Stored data
····················

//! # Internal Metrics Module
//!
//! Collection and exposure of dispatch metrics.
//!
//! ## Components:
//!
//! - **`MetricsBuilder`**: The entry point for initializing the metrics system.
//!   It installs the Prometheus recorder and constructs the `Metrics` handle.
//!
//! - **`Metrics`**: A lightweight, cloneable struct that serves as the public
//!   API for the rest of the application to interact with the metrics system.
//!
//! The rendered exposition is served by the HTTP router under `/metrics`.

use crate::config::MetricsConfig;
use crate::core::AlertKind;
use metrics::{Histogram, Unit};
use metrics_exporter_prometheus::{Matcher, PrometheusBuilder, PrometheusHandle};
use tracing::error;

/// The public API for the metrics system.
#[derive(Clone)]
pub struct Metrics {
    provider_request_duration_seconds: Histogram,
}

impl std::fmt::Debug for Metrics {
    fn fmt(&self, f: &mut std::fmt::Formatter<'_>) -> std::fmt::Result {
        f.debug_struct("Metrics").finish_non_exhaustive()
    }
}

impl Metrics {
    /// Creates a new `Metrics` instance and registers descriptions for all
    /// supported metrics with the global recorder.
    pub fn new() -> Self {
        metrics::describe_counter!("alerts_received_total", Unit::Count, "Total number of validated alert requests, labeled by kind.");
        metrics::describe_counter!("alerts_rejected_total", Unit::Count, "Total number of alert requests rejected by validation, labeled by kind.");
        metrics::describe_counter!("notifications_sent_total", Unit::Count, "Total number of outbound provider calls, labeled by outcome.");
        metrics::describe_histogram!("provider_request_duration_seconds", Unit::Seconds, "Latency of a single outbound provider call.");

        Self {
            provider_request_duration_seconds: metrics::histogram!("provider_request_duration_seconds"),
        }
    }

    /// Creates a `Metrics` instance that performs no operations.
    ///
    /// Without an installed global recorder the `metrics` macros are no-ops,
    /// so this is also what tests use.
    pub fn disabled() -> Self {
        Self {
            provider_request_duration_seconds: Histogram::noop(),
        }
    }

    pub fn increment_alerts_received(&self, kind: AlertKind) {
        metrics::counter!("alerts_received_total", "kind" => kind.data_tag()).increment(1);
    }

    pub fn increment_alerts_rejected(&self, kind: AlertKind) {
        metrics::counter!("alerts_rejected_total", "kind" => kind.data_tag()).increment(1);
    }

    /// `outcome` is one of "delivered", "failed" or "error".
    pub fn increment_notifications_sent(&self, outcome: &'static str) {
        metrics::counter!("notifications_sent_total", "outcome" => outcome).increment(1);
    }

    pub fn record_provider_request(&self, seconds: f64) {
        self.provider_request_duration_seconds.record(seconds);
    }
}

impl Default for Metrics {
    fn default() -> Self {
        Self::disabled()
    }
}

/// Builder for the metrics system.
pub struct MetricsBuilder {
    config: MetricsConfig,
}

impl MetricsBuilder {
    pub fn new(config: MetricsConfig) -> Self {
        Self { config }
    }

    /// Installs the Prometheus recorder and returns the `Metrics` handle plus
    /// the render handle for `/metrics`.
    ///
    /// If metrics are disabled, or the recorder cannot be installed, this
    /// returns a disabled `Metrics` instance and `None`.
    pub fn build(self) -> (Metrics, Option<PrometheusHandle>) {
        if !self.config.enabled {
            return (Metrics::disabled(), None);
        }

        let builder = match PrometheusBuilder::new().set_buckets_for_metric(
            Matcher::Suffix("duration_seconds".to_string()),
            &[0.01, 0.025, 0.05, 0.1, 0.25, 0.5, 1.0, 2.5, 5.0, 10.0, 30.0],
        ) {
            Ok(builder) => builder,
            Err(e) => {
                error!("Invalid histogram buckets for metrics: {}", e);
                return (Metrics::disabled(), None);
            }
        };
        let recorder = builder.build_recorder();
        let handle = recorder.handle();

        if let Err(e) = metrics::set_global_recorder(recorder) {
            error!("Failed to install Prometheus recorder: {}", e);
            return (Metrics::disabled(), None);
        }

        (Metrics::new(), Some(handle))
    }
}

····················

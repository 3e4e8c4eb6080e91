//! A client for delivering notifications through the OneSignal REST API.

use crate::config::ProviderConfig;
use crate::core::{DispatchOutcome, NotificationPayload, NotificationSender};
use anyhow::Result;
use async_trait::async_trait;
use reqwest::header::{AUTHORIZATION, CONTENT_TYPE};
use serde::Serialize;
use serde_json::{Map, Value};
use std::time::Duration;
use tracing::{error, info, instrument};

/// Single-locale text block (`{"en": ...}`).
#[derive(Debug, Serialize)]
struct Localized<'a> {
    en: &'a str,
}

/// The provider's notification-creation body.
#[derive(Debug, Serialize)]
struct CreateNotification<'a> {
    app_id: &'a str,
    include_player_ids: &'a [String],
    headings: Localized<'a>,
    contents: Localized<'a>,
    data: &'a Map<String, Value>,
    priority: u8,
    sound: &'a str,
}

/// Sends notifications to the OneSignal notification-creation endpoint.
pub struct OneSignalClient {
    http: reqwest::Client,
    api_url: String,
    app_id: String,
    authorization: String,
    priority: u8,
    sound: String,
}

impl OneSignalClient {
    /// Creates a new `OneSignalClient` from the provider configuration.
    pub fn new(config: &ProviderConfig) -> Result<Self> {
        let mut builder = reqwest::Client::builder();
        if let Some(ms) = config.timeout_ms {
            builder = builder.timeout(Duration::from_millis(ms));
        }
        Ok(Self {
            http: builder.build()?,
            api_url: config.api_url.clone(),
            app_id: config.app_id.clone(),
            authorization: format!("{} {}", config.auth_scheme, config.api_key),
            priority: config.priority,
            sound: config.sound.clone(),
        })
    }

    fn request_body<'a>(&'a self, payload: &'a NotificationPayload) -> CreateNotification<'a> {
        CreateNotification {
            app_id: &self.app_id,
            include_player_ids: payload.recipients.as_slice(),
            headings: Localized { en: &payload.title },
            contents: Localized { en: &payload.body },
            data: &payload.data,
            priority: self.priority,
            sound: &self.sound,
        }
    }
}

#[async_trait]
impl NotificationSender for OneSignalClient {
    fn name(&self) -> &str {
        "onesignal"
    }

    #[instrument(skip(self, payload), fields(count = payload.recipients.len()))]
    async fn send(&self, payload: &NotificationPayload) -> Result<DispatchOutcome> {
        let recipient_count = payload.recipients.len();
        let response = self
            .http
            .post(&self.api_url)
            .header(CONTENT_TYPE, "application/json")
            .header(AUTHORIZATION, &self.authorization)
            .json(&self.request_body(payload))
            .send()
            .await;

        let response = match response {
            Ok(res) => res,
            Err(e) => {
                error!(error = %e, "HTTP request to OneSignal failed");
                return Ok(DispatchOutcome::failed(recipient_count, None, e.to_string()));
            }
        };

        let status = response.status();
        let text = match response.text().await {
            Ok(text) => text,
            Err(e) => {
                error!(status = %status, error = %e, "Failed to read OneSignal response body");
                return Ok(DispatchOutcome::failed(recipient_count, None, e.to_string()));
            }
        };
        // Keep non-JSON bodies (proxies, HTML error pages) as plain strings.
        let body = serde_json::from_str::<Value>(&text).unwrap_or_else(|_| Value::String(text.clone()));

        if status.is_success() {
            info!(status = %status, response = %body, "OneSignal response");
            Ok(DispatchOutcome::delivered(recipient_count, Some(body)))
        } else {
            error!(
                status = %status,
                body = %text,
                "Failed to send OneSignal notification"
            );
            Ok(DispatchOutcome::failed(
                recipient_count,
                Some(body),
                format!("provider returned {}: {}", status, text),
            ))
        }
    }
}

····················

TASK: Return every line of the preceding records in which the word "contents" appears.

RESPONSE:
    contents: Localized<'a>,
            contents: Localized { en: &payload.body },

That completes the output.